### TASK OBJECTIVE:
Please start at the first line of the records beneath and quote each line exactly, ending with the line containing "so scores and".

### SUPPLIED MATERIAL:
--------------------------------------------------

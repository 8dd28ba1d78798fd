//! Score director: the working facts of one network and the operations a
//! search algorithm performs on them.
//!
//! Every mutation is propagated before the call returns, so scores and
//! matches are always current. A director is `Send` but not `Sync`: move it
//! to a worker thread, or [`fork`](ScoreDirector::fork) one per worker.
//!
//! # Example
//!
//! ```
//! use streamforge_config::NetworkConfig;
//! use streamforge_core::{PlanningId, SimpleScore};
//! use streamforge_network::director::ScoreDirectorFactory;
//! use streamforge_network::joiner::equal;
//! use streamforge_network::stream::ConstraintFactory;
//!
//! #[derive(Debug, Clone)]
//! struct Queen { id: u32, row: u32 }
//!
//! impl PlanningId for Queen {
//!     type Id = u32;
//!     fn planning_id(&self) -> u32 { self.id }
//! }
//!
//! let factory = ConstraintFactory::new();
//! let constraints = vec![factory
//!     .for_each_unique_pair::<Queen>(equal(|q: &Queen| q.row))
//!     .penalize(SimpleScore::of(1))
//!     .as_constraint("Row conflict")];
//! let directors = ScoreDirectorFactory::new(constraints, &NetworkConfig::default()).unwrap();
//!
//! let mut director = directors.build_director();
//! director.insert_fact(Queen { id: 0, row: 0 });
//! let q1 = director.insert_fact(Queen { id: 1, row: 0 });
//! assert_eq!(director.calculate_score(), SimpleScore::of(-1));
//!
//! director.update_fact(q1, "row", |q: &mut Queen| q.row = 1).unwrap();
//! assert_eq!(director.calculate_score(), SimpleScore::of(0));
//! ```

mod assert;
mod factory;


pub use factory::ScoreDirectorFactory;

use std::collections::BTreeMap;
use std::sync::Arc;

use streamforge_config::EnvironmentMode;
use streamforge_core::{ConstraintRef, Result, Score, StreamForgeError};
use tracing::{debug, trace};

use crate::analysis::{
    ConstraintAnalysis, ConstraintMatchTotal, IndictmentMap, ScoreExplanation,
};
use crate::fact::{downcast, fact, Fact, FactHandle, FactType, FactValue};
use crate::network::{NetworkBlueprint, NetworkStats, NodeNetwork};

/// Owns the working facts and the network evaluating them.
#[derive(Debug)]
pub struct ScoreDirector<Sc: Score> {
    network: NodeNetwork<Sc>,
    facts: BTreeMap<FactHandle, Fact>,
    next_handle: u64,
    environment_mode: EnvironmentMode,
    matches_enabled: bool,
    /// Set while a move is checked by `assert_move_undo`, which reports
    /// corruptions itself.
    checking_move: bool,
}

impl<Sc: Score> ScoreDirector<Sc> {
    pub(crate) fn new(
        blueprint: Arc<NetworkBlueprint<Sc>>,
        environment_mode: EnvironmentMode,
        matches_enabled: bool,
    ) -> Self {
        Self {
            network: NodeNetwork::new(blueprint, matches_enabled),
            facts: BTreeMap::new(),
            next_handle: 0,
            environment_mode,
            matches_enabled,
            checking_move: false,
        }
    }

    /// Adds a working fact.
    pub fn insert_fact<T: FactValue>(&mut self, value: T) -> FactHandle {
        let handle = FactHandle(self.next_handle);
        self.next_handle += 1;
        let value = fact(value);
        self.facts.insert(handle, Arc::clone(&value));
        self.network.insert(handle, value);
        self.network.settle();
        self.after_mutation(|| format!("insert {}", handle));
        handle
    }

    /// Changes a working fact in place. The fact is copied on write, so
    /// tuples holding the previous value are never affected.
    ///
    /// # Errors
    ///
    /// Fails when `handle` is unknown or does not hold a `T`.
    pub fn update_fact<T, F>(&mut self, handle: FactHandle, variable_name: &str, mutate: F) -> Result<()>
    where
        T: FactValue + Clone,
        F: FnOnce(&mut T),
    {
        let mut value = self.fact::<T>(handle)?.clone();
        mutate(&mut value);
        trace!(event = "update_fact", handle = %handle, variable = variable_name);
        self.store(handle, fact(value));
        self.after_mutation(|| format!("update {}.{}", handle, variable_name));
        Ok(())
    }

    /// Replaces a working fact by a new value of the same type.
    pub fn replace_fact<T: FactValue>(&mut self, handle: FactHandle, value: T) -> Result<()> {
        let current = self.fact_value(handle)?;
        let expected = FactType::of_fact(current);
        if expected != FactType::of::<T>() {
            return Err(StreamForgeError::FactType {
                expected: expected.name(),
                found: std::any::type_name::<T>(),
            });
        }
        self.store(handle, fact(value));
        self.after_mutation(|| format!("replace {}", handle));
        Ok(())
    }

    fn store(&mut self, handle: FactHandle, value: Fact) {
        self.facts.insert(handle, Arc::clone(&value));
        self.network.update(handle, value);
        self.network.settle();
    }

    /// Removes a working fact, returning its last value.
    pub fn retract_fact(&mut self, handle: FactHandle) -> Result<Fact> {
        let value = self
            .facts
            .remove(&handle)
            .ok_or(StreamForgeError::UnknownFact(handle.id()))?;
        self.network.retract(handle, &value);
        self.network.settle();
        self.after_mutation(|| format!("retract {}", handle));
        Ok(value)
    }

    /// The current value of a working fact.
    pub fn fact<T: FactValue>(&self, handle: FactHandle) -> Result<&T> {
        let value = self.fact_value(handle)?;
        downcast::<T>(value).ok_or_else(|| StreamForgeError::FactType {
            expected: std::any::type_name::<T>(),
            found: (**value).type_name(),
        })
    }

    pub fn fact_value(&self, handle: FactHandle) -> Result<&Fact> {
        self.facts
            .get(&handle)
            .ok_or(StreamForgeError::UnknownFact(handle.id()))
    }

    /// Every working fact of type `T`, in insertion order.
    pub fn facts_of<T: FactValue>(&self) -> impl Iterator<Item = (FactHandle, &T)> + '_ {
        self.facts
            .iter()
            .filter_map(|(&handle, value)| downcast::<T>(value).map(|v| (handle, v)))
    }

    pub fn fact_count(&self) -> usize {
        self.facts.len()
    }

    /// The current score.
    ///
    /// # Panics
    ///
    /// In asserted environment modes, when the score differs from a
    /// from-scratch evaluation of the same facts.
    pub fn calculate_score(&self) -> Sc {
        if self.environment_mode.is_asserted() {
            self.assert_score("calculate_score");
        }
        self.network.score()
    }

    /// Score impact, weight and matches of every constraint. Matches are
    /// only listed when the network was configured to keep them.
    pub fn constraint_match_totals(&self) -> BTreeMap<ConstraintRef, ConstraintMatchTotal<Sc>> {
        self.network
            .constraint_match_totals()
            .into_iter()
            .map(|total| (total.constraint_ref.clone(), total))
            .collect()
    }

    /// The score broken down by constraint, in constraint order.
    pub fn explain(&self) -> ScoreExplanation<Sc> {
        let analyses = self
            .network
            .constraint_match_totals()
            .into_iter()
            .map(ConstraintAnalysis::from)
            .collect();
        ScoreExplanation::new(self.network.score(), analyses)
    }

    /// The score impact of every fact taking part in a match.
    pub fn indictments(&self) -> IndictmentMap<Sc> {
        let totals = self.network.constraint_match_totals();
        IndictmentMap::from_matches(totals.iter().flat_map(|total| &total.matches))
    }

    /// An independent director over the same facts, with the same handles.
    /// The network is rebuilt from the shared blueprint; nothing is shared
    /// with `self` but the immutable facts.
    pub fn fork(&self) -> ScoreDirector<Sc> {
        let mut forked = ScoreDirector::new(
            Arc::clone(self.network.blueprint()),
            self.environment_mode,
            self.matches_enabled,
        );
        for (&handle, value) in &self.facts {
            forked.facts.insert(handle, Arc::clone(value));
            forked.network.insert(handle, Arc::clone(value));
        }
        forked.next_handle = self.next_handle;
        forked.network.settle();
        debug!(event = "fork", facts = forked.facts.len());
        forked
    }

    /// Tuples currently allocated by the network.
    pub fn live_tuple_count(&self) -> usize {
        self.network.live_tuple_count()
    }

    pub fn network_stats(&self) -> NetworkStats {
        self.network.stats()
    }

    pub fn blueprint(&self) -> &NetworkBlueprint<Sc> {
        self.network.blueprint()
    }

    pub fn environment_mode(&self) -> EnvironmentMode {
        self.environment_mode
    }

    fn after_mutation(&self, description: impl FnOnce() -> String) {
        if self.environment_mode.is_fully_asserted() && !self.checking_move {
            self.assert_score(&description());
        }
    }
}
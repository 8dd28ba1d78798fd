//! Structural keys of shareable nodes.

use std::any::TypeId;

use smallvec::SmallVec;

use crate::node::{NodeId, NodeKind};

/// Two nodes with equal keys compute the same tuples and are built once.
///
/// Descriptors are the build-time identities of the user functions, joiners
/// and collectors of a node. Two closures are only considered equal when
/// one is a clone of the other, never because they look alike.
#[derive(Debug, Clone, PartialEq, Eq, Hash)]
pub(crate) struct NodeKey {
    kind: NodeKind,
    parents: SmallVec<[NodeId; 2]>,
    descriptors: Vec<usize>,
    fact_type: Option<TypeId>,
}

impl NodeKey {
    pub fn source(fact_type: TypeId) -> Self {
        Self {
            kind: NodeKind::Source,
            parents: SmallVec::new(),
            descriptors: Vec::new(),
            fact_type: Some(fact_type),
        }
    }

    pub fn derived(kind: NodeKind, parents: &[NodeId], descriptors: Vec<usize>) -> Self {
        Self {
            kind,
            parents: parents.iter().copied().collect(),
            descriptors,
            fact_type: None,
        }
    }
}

--------------------------------------------------

### WRITTEN SOLUTION:
repository 8dd28ba1d78798fd
//! Score director: the working facts of one network and the operations a
//! search algorithm performs on them.
//!
//! Every mutation is propagated before the call returns, so scores and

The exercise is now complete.